Obras geniales, pero
también un poco implacables, que trasudan severidad, que cotejan
intransigentemente nuestras acciones con las normas sociales convenidas. La
pasión se muestra en ellas ingente y fatal, haciendo rodar aludes incontenibles
por las laderas de los espíritus, torciendo existencias, tronchando destinos,
amedrentante, ejemplar.
Cuando la literatura
castellana se acerca al espectáculo de la vida, lleva ya un gesto grave; va
resuelta a cortejarlo con las grandes leyes humanas y divinas, dejando a un
lado esos móviles y esas razones de apariencia menuda, pero a veces tan
importantes en nuestro proceder.
Si utiliza la risa, la
empuña como un látigo. ¿Dónde encontrar humor en la novelística nacional, si
convenimos —como yo defiendo— que la ternura es el sentimiento indispensable, sine
qua non, que se ha de combinar con la gracia para lograr ese estilo? La
vulgaridad de los lectores nos remitirá a la picaresca. Pero en el collar de
joyas que puede formarse con las novelas de ese género no está hilvanada
ninguna de la que brote la dulce luz de la piedad, de la comprensión bondadosa.
Se suscita la carcajada
no sólo contra el vicio, sino contra la desgracia. Por aquellas páginas,
cargadas ya de añeja gloria, pasan el hidalgo con su pobreza, el buscavidas con
su hambre, el pícaro con sus palizas, el marido engañado con sus cuernos..., y
detrás de ellos, como eco de sus pasos, como sombra de sus cuerpos, inclemente,
dura, sin calor cordial, va retumbando la carcajada, hostigándoles
despiadadamente desde el primer capítulo hasta la palabra «fin», sin que en un solo
momento el autor se conmueva con sus criaturas.
Así en Guzmán de
Alfarache, así en esa traviesa sátira de ciertos aspectos de la vida
española del siglo XV:, que es El Lazarillo de Tormes, desde cuyo
tratado o capítulo primero al séptimo viaja el lector sin que su simpatía halle
donde detenerse, porque ni el ciego cruel, ni el clérigo avaro, ni el escudero
fanfarrón, ni el industrioso buldero, ni las propias malas artes de Lázaro le
dan asiento en ningún instante.
Satíricos, que no
humoristas, son los gloriosos autores de la picaresca, y en vano se buscará en
ellos la esperanza de que, a lo menos, haya de mejorar lo que satirizan, porque
si las novelas picarescas tienen una peculiaridad común, es su pesimismo.
Hay un genial escritor
cuyo nombre simboliza para los españoles la gracia; don Francisco de Quevedo.
Político, filólogo, moralista, erudito, cierra contra la sandez, la ignorancia
y la maldad; pero su corazón parece estar ausente en esos combates en los que
tanta s proezas realiza su cerebro. «Más razonador que sentimental», dice de él
uno de sus críticos, y Julio Cejador define así su gracia: «Roja, chillona y
sin matices melindrosos; enteramente española.»
La risa de Quevedo
muerde, acosa, despedaza, desatraílla jaurías de sarcasmos contra los vicios y
las flaquezas humanas; silba en el aire como la correa de un látigo.
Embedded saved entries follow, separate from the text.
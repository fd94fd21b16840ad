//! Result posters.
//!
//! A poster is a square SVG announcing the winners of one program. Five
//! interchangeable styles share the same input ([`PosterData`]) and the same
//! rules:
//!
//! - The layout is drawn on a fixed 500×500 coordinate space; the configured
//!   size only scales the outer `width`/`height`.
//! - Only the first three places appear. A missing place leaves its slot out
//!   entirely; it is never drawn as blank or as an error.
//! - First place always gets the strongest emphasis.
//!
//! SVG is produced with maud, so every participant name is escaped.
//! Rasterizing to PNG happens in [`crate::export`].

mod styles;

use crate::aggregate::Podium;
use crate::config::PosterConfig;
use crate::types::{PosterData, ResultRow};
use maud::{Markup, html};
use serde::{Deserialize, Serialize};
use std::fmt;
use std::str::FromStr;

/// Edge length of the layout coordinate space.
pub const CANVAS: f32 = 500.0;

#[derive(Debug, Clone, Copy, PartialEq, Eq, Hash, Serialize, Deserialize)]
#[serde(rename_all = "lowercase")]
pub enum PosterStyle {
    /// Dark card with a ruled list of placings.
    Ledger,
    /// Large ordinal numerals beside each name.
    Ordinal,
    /// Gradient backdrop with the winner centered.
    Spotlight,
    /// Beige serif certificate with the event year.
    Parchment,
    /// Three podium blocks, tallest in the middle.
    Podium,
}

impl PosterStyle {
    /// Every style, in viewer order.
    pub const ALL: [PosterStyle; 5] = [
        PosterStyle::Ledger,
        PosterStyle::Ordinal,
        PosterStyle::Spotlight,
        PosterStyle::Parchment,
        PosterStyle::Podium,
    ];

    pub fn name(self) -> &'static str {
        match self {
            PosterStyle::Ledger => "ledger",
            PosterStyle::Ordinal => "ordinal",
            PosterStyle::Spotlight => "spotlight",
            PosterStyle::Parchment => "parchment",
            PosterStyle::Podium => "podium",
        }
    }

    /// Position in [`PosterStyle::ALL`].
    pub fn index(self) -> usize {
        Self::ALL.iter().position(|s| *s == self).unwrap_or(0)
    }
}

impl fmt::Display for PosterStyle {
    fn fmt(&self, f: &mut fmt::Formatter<'_>) -> fmt::Result {
        f.write_str(self.name())
    }
}

impl FromStr for PosterStyle {
    type Err = String;

    /// Accepts a style name or its 1-based number.
    fn from_str(s: &str) -> Result<Self, Self::Err> {
        let s = s.trim();
        if let Ok(n) = s.parse::<usize>() {
            return n
                .checked_sub(1)
                .and_then(|i| Self::ALL.get(i).copied())
                .ok_or_else(|| format!("poster style number must be 1-{}", Self::ALL.len()));
        }
        Self::ALL
            .iter()
            .copied()
            .find(|style| style.name().eq_ignore_ascii_case(s))
            .ok_or_else(|| {
                let names: Vec<&str> = Self::ALL.iter().map(|st| st.name()).collect();
                format!("unknown poster style '{s}' (expected {})", names.join(", "))
            })
    }
}

/// Which style the poster viewer shows.
///
/// Lives only as long as one viewing session. `next` past the last style
/// returns to the first and `prev` before the first goes to the last.
#[derive(Debug, Clone, Copy, PartialEq, Eq, Default)]
pub struct StyleCursor {
    index: usize,
}

impl StyleCursor {
    /// Start at `index`, reduced modulo the number of styles.
    pub fn new(index: usize) -> Self {
        Self {
            index: index % PosterStyle::ALL.len(),
        }
    }

    pub fn index(&self) -> usize {
        self.index
    }

    pub fn current(&self) -> PosterStyle {
        PosterStyle::ALL[self.index]
    }

    pub fn next(&mut self) -> PosterStyle {
        self.index = (self.index + 1) % PosterStyle::ALL.len();
        self.current()
    }

    pub fn prev(&mut self) -> PosterStyle {
        let len = PosterStyle::ALL.len();
        self.index = (self.index + len - 1) % len;
        self.current()
    }
}

/// Render `data` as an SVG document in the given style.
pub fn render_svg(style: PosterStyle, data: &PosterData, config: &PosterConfig) -> String {
    let podium = Podium::from_winners(&data.winners);
    let ctx = Layout {
        event: &data.program.event,
        category: &data.program.category,
        year: data.winners.first().map(|w| w.year.as_str()).unwrap_or(""),
        handle: &config.handle,
        podium,
    };
    let body = match style {
        PosterStyle::Ledger => styles::ledger(&ctx),
        PosterStyle::Ordinal => styles::ordinal(&ctx),
        PosterStyle::Spotlight => styles::spotlight(&ctx),
        PosterStyle::Parchment => styles::parchment(&ctx),
        PosterStyle::Podium => styles::podium(&ctx),
    };
    let size = config.size;
    html! {
        svg xmlns="http://www.w3.org/2000/svg"
            width=(size) height=(size)
            viewBox={ "0 0 " (CANVAS) " " (CANVAS) } {
            (body)
        }
    }
    .into_string()
}

/// Everything a style needs to draw.
pub(crate) struct Layout<'a> {
    pub event: &'a str,
    pub category: &'a str,
    pub year: &'a str,
    pub handle: &'a str,
    pub podium: Podium<'a>,
}

/// `"1st"`, `"2nd"`, `"3rd"`.
pub(crate) fn place_name(position: u8) -> &'static str {
    match position {
        1 => "1st",
        2 => "2nd",
        3 => "3rd",
        _ => "",
    }
}

/// Secondary line under a name: team and school, whichever exist.
pub(crate) fn detail(row: &ResultRow) -> String {
    [row.team.as_deref(), row.school.as_deref()]
        .into_iter()
        .flatten()
        .filter(|s| !s.trim().is_empty())
        .collect::<Vec<_>>()
        .join(" · ")
}

/// Font size that keeps `text` within `max_width`, never above `base`.
///
/// Uses an average glyph width of 0.6em, close enough for the sans and serif
/// faces the posters use.
pub(crate) fn fitted_size(text: &str, base: f32, max_width: f32) -> f32 {
    let chars = text.chars().count().max(1) as f32;
    (max_width / (chars * 0.6)).min(base).max(8.0)
}

/// A `text` element; `anchor` is `start`, `middle` or `end`.
pub(crate) fn label(
    x: f32,
    y: f32,
    size: f32,
    weight: u16,
    fill: &str,
    anchor: &str,
    text: &str,
) -> Markup {
    html! {
        text x=(x) y=(y) font-size=(size) font-weight=(weight) fill=(fill)
            text-anchor=(anchor) font-family="sans-serif" { (text) }
    }
}

#[cfg(test)]
mod tests {
    use super::*;
    use crate::test_helpers::result_row;
    use crate::types::Program;

    fn data(positions: &[u8]) -> PosterData {
        PosterData {
            program: Program::new("Qawali Competition", "General"),
            winners: positions
                .iter()
                .map(|p| result_row("Qawali Competition", "General", *p, &format!("Winner {p}")))
                .collect(),
        }
    }

    #[test]
    fn cursor_wraps_forward() {
        let mut cursor = StyleCursor::new(4);
        assert_eq!(cursor.current(), PosterStyle::Podium);
        assert_eq!(cursor.next(), PosterStyle::Ledger);
    }

    #[test]
    fn cursor_wraps_backward() {
        let mut cursor = StyleCursor::default();
        assert_eq!(cursor.prev(), PosterStyle::Podium);
        assert_eq!(cursor.index(), 4);
    }

    #[test]
    fn cursor_full_cycle_returns_to_start() {
        let mut cursor = StyleCursor::new(2);
        for _ in 0..PosterStyle::ALL.len() {
            cursor.next();
        }
        assert_eq!(cursor.index(), 2);
    }

    #[test]
    fn cursor_start_reduced_modulo() {
        assert_eq!(StyleCursor::new(7).index(), 2);
    }

    #[test]
    fn style_parses_name_or_number() {
        assert_eq!("spotlight".parse::<PosterStyle>(), Ok(PosterStyle::Spotlight));
        assert_eq!("PODIUM".parse::<PosterStyle>(), Ok(PosterStyle::Podium));
        assert_eq!("1".parse::<PosterStyle>(), Ok(PosterStyle::Ledger));
        assert!("0".parse::<PosterStyle>().is_err());
        assert!("6".parse::<PosterStyle>().is_err());
        assert!("neon".parse::<PosterStyle>().is_err());
    }

    #[test]
    fn style_index_matches_all_order() {
        for (i, style) in PosterStyle::ALL.iter().enumerate() {
            assert_eq!(style.index(), i);
        }
    }

    #[test]
    fn every_style_renders_all_three_places() {
        let d = data(&[1, 2, 3]);
        for style in PosterStyle::ALL {
            let svg = render_svg(style, &d, &PosterConfig::default());
            assert!(svg.starts_with("<svg"), "{style}");
            for p in 1..=3 {
                assert!(svg.contains(&format!("Winner {p}")), "{style} missing place {p}");
            }
        }
    }

    #[test]
    fn missing_second_place_is_omitted() {
        let d = data(&[1, 3]);
        for style in PosterStyle::ALL {
            let svg = render_svg(style, &d, &PosterConfig::default());
            assert!(svg.contains("Winner 1"), "{style}");
            assert!(svg.contains("Winner 3"), "{style}");
            assert!(!svg.contains("2nd"), "{style} drew an empty second slot");
            assert!(!svg.contains("data-place=\"2\""), "{style}");
        }
    }

    #[test]
    fn no_winners_still_renders_header() {
        let d = data(&[]);
        for style in PosterStyle::ALL {
            let svg = render_svg(style, &d, &PosterConfig::default());
            assert!(svg.to_uppercase().contains("QAWALI COMPETITION"), "{style}");
            assert!(!svg.contains("data-place"), "{style}");
        }
    }

    #[test]
    fn names_are_escaped() {
        let mut d = data(&[1]);
        d.winners[0].participant = "Ali & <Sons>".into();
        let svg = render_svg(PosterStyle::Ledger, &d, &PosterConfig::default());
        assert!(svg.contains("Ali &amp; &lt;Sons&gt;"));
    }

    #[test]
    fn configured_size_scales_outer_box_only() {
        let mut config = PosterConfig::default();
        config.size = 250;
        let svg = render_svg(PosterStyle::Ordinal, &data(&[1]), &config);
        assert!(svg.contains("width=\"250\""));
        assert!(svg.contains("viewBox=\"0 0 500 500\""));
    }

    #[test]
    fn detail_joins_team_and_school() {
        let mut row = result_row("Quiz", "Junior", 1, "Adil");
        assert_eq!(detail(&row), "");
        row.team = Some("Blue".into());
        row.school = Some("HSS".into());
        assert_eq!(detail(&row), "Blue · HSS");
    }

    #[test]
    fn fitted_size_shrinks_long_text() {
        assert_eq!(fitted_size("Adil", 40.0, 400.0), 40.0);
        assert!(fitted_size(&"x".repeat(60), 40.0, 400.0) < 40.0);
    }
}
Nos
muestra, regocijada, a los hambrientos pupilos del dómine Cabra y nos incita a
la hilaridad ante el repugnante manteo, nevado de salivazos, de don Pablos, el
Buscón. Conoce el valor moral de los hechos, pero no se conmueve ante ellos, pese
a ser la Moral cristiana—toda amor—la inspiradora. Sus risotadas persiguen a
los muertos en la tumba —con las páginas magníficas de los «Sueños»—, los
levanta de ella inclementemente, y los precipita en el infierno, restallando en
sus espaldas. Y allá van escribanos y mercaderes, jueces y maestros de esgrima,
avaros, sastres, mujeres solteras y casadas, capeadores, poetas, filósofos,
judíos, médicos, taberneros, pasteleros, astrólogos, barberos, caballeros,
letrados, cómicos, alguaciles, sacristanes..., toda una humanidad pecadora,
precipitada, empujada hacia el báratro por la jocundidad de Quevedo, como el
mastín reúne y empuja el rebaño hacia el redil.
Parece inevitable
concluir de todo esto que en la literatura española no hay humor, sino
malhumor, Ya don Miguel de Unamuno habló de nuestro malhumorismo. Y a
esta tradición corresponde cierta visible indiferencia de la crítica hacia una
modalidad que le parece inferior nada más que por su extrañeza, y ante la cual
se coloca en una actitud de recelo inspirada en esa frase que repetimos siempre
que queremos afirmar nuestra dignidad: «De mí no se ríe nadie», con la que
expresamos nuestra medular gravedad, porque en la cumbre de nuestra
intransigencia está la risa. Nos pueden engañar, traicionar, empobrecer, herir,
atormentar..., pero no admitiremos la risa ni para corregirnos. A lo sumo,
toleramos la intrascendente gracia del bufón.
Un argumento que se
maneja con gran frecuencia contra el humor, entre nosotros, es el de que no pasa
de ser una crítica negativa. Esto de la «critica negativa» resulta el más
cómodo de todos los refugios para los interesados en eludirla. Cuando se tacha
de negativa a una crítica se cree haberle sacado los dientes al león. Pero es
preciso preguntarse si existe alguna crítica negativa. Un novelista que ataque
las costumbres o los sentimientos de su época influye en su modificación aunque
no trace el nuevo camino que haya de seguirse, y también podíamos decir que en
la negación de un estado de cosas va implícita la afirmación del contrario, En
todo caso, es indudable que si se acordasen la legitimidad y conveniencia del
desdén para las críticas negativas, aumentaría angustiosamente la complicación
de nuestra vida, porque el zapatero al que acusamos de vendernos calzado torturador,
o el cocinero al que tachamos de darnos comida intragable, o el sastre al que
reprochamos los trajes incómodos, podrían encogerse de hombros para
contestarnos que, en verdad, tales reparos no dejaban de ser simples críticas negativas
y que no dialogarían con nosotros hasta que no hubiésemos expuesto nuestro
propio sistema de hacer zapatos o comidas o trajes.
Ocurre, sin embargo, un
fenómeno curioso. En medio de esta temperamental lejanía del humor, a pesar de
nuestra restringida capacidad para producirlo y del rubor que nos cuesta
confesar que alguna vez sucumbimos a su encanto, es en España donde se produce
la más asombrosa obra del humor. En la austera Castilla, que no ríe cuando
contempla la vida, se concibe y se escribe ese libro que sobresale entre todos
los libros. Cuantos hombres leen, en la diversidad de idiomas del mundo, lo
conocen. Su gloria se enciende con él y se extiende y aumenta con los siglos.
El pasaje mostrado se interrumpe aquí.